In this part two I will compare the number of safety/accident related links that were found by the airline’s own search to the number found by Google when it was limited to the website in question. Both link counts are also analyzed against against information about the airlines and their home countries. The intention is to find out how open airlines are with this information. Absolute numbers show how much information is available, relative numbers show how well it can be found with the search provided by the airline and might give a hint about how desirable it is to the airline to show that information. Comparison with other data might reveal factors that are common to airlines with high or low number of links.

I searched through 46 airlines. Figure 1 shows the raw link counts. The x-axis shows how many links were found and the y-axis shows the number of airlines that had that count. The large blue and orange bars at x=0 show that for many airlines the homepage was a poor choice for finding safety or accident info.

On the other hand Google is able to find information (yellow and green bars) on both subjects and in some cases quite a lot of it. It should be noted that I only counted to 10, if there were more links I ignored them. This document of the raw data shows in more detail which links were accepted to this data set.

Links to anything that the passengers would find out during the trip, such as pre-flight safety announcements, were rejected. Another category that was not accepted were links to insurance terms and conditions.The reason being that I am interested in what “extra” information is available at the website.

Figure 1. Number of links found for both searches and words.

I’d like to be a little cautious when making conclusions based on this data, mainly due to the low number of airlines, but also due to the data gathering process. Namely it was done by me alone without much help. In my experience this leads to a less rigorous result than a group effort. But one thing seems to be pretty certain: Google is better in finding this information than the search functions on the airline web sites.

This is true even if those 12 airlines that didn’t have a search are removed from the zero column. For the whole set, when the number of links found for one airline by one search is summed; Google finds more links in 39 cases while in only two cases the homepage search returns more results (Qantas 5 vs. 4 and Czech Airlines 7 vs. 5)

At least one of the airlines uses Google to power their search (US Airways). This offers an interesting comparison: US Airways homepage search found 3 safety and 1 accident related link, while the general google search found 1 safety and 7 accident related links.

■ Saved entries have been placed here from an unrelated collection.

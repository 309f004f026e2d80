use tokio_util::sync::CancellationToken;

use crate::{
    decode::decode_exec_outcome, ExecOutcome, QuorumDbClient, QuorumDbError, Result, Statement,
};

/// Client-side transaction lifecycle.
#[derive(Clone, Copy, Debug, Eq, PartialEq)]
pub enum TxState {
    Open,
    Committing,
    Committed,
    Aborted,
}

impl TxState {
    fn name(self) -> &'static str {
        match self {
            Self::Open => "open",
            Self::Committing => "committing",
            Self::Committed => "committed",
            Self::Aborted => "aborted",
        }
    }
}

/// Buffers statements locally and submits them as one atomic batch on
/// commit. Nothing is sent to the store before [`Transaction::commit`], so
/// [`Transaction::rollback`] and dropping an open transaction are purely
/// local.
///
/// Owned by one caller at a time: methods take `&mut self` and the type is
/// deliberately not shareable mid-flight. Once committed or aborted the
/// object is terminal; further use returns
/// [`QuorumDbError::TransactionClosed`].
#[derive(Debug)]
pub struct Transaction<'a> {
    client: &'a QuorumDbClient,
    pending: Vec<Statement>,
    state: TxState,
}

impl<'a> Transaction<'a> {
    pub(crate) fn new(client: &'a QuorumDbClient) -> Self {
        Self {
            client,
            pending: Vec::new(),
            state: TxState::Open,
        }
    }

    pub fn state(&self) -> TxState {
        self.state
    }

    /// Number of buffered statements.
    pub fn len(&self) -> usize {
        self.pending.len()
    }

    pub fn is_empty(&self) -> bool {
        self.pending.is_empty()
    }

    fn ensure_open(&self) -> Result<()> {
        if self.state == TxState::Open {
            Ok(())
        } else {
            Err(QuorumDbError::TransactionClosed {
                state: self.state.name(),
            })
        }
    }

    /// Appends one statement to the pending batch, preserving order.
    pub fn append(&mut self, statement: impl Into<Statement>) -> Result<()> {
        self.ensure_open()?;
        self.pending.push(statement.into());
        Ok(())
    }

    /// Submits the pending batch as a single atomic, leader-routed request.
    ///
    /// On success the transaction is `Committed` and the per-statement
    /// outcomes are returned in append order. On any surfaced failure the
    /// transaction is `Aborted`; the client must not assume partial
    /// application even if it occurred server-side.
    pub async fn commit(&mut self) -> Result<Vec<ExecOutcome>> {
        self.commit_with(&CancellationToken::new()).await
    }

    /// [`Transaction::commit`] with caller-supplied cancellation.
    pub async fn commit_with(&mut self, cancel: &CancellationToken) -> Result<Vec<ExecOutcome>> {
        self.ensure_open()?;
        self.state = TxState::Committing;

        if self.pending.is_empty() {
            self.state = TxState::Committed;
            return Ok(Vec::new());
        }

        let statements = std::mem::take(&mut self.pending);
        let envelope = match self.client.execute_atomic(&statements, cancel).await {
            Ok(envelope) => envelope,
            Err(err) => {
                self.state = TxState::Aborted;
                return Err(err);
            }
        };

        // The store applies the batch all-or-nothing; any per-statement
        // error therefore means the whole transaction rolled back.
        for (index, result) in envelope.results.iter().enumerate() {
            if let Some(message) = &result.error {
                self.state = TxState::Aborted;
                return Err(QuorumDbError::Sql {
                    index,
                    message: message.clone(),
                });
            }
        }

        if envelope.results.len() != statements.len() {
            self.state = TxState::Aborted;
            return Err(QuorumDbError::Protocol(format!(
                "result count mismatch: expected {}, got {}",
                statements.len(),
                envelope.results.len()
            )));
        }

        let outcomes = envelope
            .results
            .into_iter()
            .map(decode_exec_outcome)
            .collect();
        self.state = TxState::Committed;
        Ok(outcomes)
    }

    /// Discards the pending batch without any network call and moves the
    /// transaction to `Aborted`.
    pub fn rollback(&mut self) -> Result<()> {
        self.ensure_open()?;
        self.pending.clear();
        self.state = TxState::Aborted;
        Ok(())
    }
}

While I was not logged in to my Google account, it is possible that Google had picked up on the fact that the same computer had been intensely searching for accident info for several days and used this knowledge to show what was most interesting to me.

A more sinister explanation is that the results by the search provided at the homepage have been filtered not to include what I was looking for. Searching the US airways site with the site’s search for “1549” gives (18 March 2012 ) one result about a general chronology of the airline and tells that some results have been omitted. If one includes those, four more links to the same chronology are included. It is still possible that this is a result of some more general decision not to include parts of the web site in the site search, but I’d say there is a good possibility that this is intentional.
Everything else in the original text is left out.